For this exercise, output the line containing "let bundled = std::env::current_exe()" and every line after it through the end of the records, exactly, and no other line.
───── Given records
// YouTube Downloader - platform/paths.rs
//
// Platform-correct locations: downloads folder, app-data folder, bundled
// resources, and filesystem-safe file names.
//
// Every public function is total. The `*_for` variants take the platform,
// home directory and environment explicitly so each platform's rules can be
// exercised from any host.

use super::identity::Platform;
use crate::util::constants;
use crate::util::error::AppDataError;
use directories::BaseDirs;
use std::ffi::OsString;
use std::io;
use std::path::{Path, PathBuf};

/// The current user's home directory, if the OS reports one.
pub fn home_dir() -> Option<PathBuf> {
    BaseDirs::new().map(|dirs| dirs.home_dir().to_path_buf())
}

// =============================================================================
// Downloads
// =============================================================================

/// Default download folder for the host.
pub fn default_download_folder() -> PathBuf {
    default_download_folder_for(Platform::current(), home_dir().as_deref())
}

/// `~/Downloads` on the three supported platforms when it exists, otherwise
/// the relative `./downloads`.
pub fn default_download_folder_for(platform: Platform, home: Option<&Path>) -> PathBuf {
    let candidate = match platform {
        Platform::Windows | Platform::MacOs | Platform::Linux => {
            home.map(|h| h.join(constants::DOWNLOADS_DIR_NAME))
        }
        Platform::Unknown => None,
    };

    match candidate {
        Some(dir) if dir.is_dir() => dir,
        _ => PathBuf::from(constants::FALLBACK_DOWNLOAD_DIR),
    }
}

// =============================================================================
// App data
// =============================================================================

/// Per-user application data folder for the host, or `None` when the
/// platform has no convention or the required variable is unset.
pub fn app_data_folder() -> Option<PathBuf> {
    app_data_folder_for(Platform::current(), home_dir().as_deref(), |key| {
        std::env::var_os(key)
    })
}

/// Resolve the app-data folder using the given environment lookup.
///
/// - Windows: `%APPDATA%\YouTubeDownloader`
/// - macOS: `~/Library/Application Support/YouTubeDownloader`
/// - Linux: `$XDG_CONFIG_HOME/YouTubeDownloader`, else `~/.config/YouTubeDownloader`
pub fn app_data_folder_for(
    platform: Platform,
    home: Option<&Path>,
    env: impl Fn(&str) -> Option<OsString>,
) -> Option<PathBuf> {
    let non_empty = |key: &str| env(key).filter(|v| !v.is_empty()).map(PathBuf::from);

    match platform {
        Platform::Windows => non_empty(constants::ENV_APPDATA).map(|d| d.join(constants::APP_ID)),
        Platform::MacOs => home.map(|h| {
            h.join("Library")
                .join("Application Support")
                .join(constants::APP_ID)
        }),
        Platform::Linux => non_empty(constants::ENV_XDG_CONFIG_HOME)
            .or_else(|| home.map(|h| h.join(".config")))
            .map(|d| d.join(constants::APP_ID)),
        Platform::Unknown => None,
    }
}

/// Create the host app-data folder if needed and return it.
///
/// Falls back to `.` when there is no app-data location or it cannot be
/// created; storage there is a convenience, not a requirement.
pub fn ensure_app_data_folder() -> PathBuf {
    ensure_folder_or_fallback(app_data_folder())
}

/// Create `folder` (and parents) or return the `.` fallback, logging why.
pub fn ensure_folder_or_fallback(folder: Option<PathBuf>) -> PathBuf {
    try_ensure_folder(folder).unwrap_or_else(|e| {
        log_app_data_fallback(&e);
        PathBuf::from(constants::FALLBACK_APP_DATA_DIR)
    })
}

/// Create `folder` (and parents), reporting why it cannot be used.
///
/// For callers that must pick a folder before logging is initialised and
/// report the reason afterwards with [`log_app_data_fallback`].
pub fn try_ensure_folder(folder: Option<PathBuf>) -> Result<PathBuf, AppDataError> {
    let folder = folder.ok_or(AppDataError::NoLocation)?;
    std::fs::create_dir_all(&folder).map_err(|source| AppDataError::Create {
        path: folder.clone(),
        source,
    })?;
    Ok(folder)
}

/// Log an app-data fallback: permission problems at warn, the rest at debug.
pub fn log_app_data_fallback(e: &AppDataError) {
    match e {
        AppDataError::Create { path, source } if source.kind() == io::ErrorKind::PermissionDenied => {
            tracing::warn!(
                path = %path.display(),
                error = %source,
                "Permission denied creating app data folder, using current directory"
            );
        }
        AppDataError::Create { path, source } => {
            tracing::debug!(
                path = %path.display(),
                error = %source,
                "Could not create app data folder, using current directory"
            );
        }
        AppDataError::NoLocation => {
            tracing::debug!("No app data location for this platform, using current directory");
        }
    }
}

// =============================================================================
// Packaged resources
// =============================================================================

/// Directory holding bundled resources for an executable at `exe`, if the
/// executable is laid out as a packaged build.
///
/// Recognised layouts:
/// - macOS bundle: `Foo.app/Contents/MacOS/<exe>` with `Contents/Resources`
/// - installer layout: `<exe dir>/resources/`
pub fn bundle_resource_dir(exe: &Path) -> Option<PathBuf> {
    let exe_dir = exe.parent()?;

    if exe_dir.file_name().is_some_and(|n| n == "MacOS") {
        if let Some(contents) = exe_dir.parent() {
            if contents.file_name().is_some_and(|n| n == "Contents") {
                let resources = contents.join("Resources");
                if resources.is_dir() {
                    return Some(resources);
                }
            }
        }
    }

    let sibling = exe_dir.join(constants::RESOURCES_DIR_NAME);
    sibling.is_dir().then_some(sibling)
}

/// True when running as a packaged build rather than from a development tree.
pub fn is_packaged_executable() -> bool {
    std::env::current_exe()
        .ok()
        .and_then(|exe| bundle_resource_dir(&exe))
        .is_some()
}

/// Resolve `relative` against the bundled resources when packaged, otherwise
/// against the current working directory.
pub fn resource_path(relative: impl AsRef<Path>) -> PathBuf {
    let bundled = std::env::current_exe()
        .ok()
        .and_then(|exe| bundle_resource_dir(&exe));
    let base = bundled.unwrap_or_else(|| {
        std::env::current_dir().unwrap_or_else(|_| PathBuf::from("."))
    });
    base.join(relative)
}

// =============================================================================
// Filenames
// =============================================================================

/// Make `name` safe to use as a file name on Windows, macOS and Linux.
///
/// Invalid and control characters become `_`, the result is capped at 255
/// UTF-8 bytes on a character boundary, leading/trailing dots and spaces are
/// stripped, and an empty result becomes `download`. Idempotent.
pub fn safe_filename(name: &str) -> String {
    let mut replaced = String::with_capacity(name.len().min(constants::MAX_FILENAME_BYTES));
    for c in name.chars() {
        let c = if c.is_control() || constants::INVALID_FILENAME_CHARS.contains(&c) {
            constants::FILENAME_REPLACEMENT_CHAR
        } else {
            c
        };
        if replaced.len() + c.len_utf8() > constants::MAX_FILENAME_BYTES {
            break;
        }
        replaced.push(c);
    }

    // Strip after truncating: the cut can expose a trailing dot or space.
    let trimmed = replaced.trim_matches(|c| c == '.' || c == ' ');

    if trimmed.is_empty() {
        constants::DEFAULT_FILENAME.to_string()
    } else {
        trimmed.to_string()
    }
}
──────────
Written answer ->
    let bundled = std::env::current_exe()
        .ok()
        .and_then(|exe| bundle_resource_dir(&exe));
    let base = bundled.unwrap_or_else(|| {
        std::env::current_dir().unwrap_or_else(|_| PathBuf::from("."))
    });
    base.join(relative)
}

// =============================================================================
// Filenames
// =============================================================================

/// Make `name` safe to use as a file name on Windows, macOS and Linux.
///
/// Invalid and control characters become `_`, the result is capped at 255
/// UTF-8 bytes on a character boundary, leading/trailing dots and spaces are
/// stripped, and an empty result becomes `download`. Idempotent.
pub fn safe_filename(name: &str) -> String {
    let mut replaced = String::with_capacity(name.len().min(constants::MAX_FILENAME_BYTES));
    for c in name.chars() {
        let c = if c.is_control() || constants::INVALID_FILENAME_CHARS.contains(&c) {
            constants::FILENAME_REPLACEMENT_CHAR
        } else {
            c
        };
        if replaced.len() + c.len_utf8() > constants::MAX_FILENAME_BYTES {
            break;
        }
        replaced.push(c);
    }

    // Strip after truncating: the cut can expose a trailing dot or space.
    let trimmed = replaced.trim_matches(|c| c == '.' || c == ' ');

    if trimmed.is_empty() {
        constants::DEFAULT_FILENAME.to_string()
    } else {
        trimmed.to_string()
    }
}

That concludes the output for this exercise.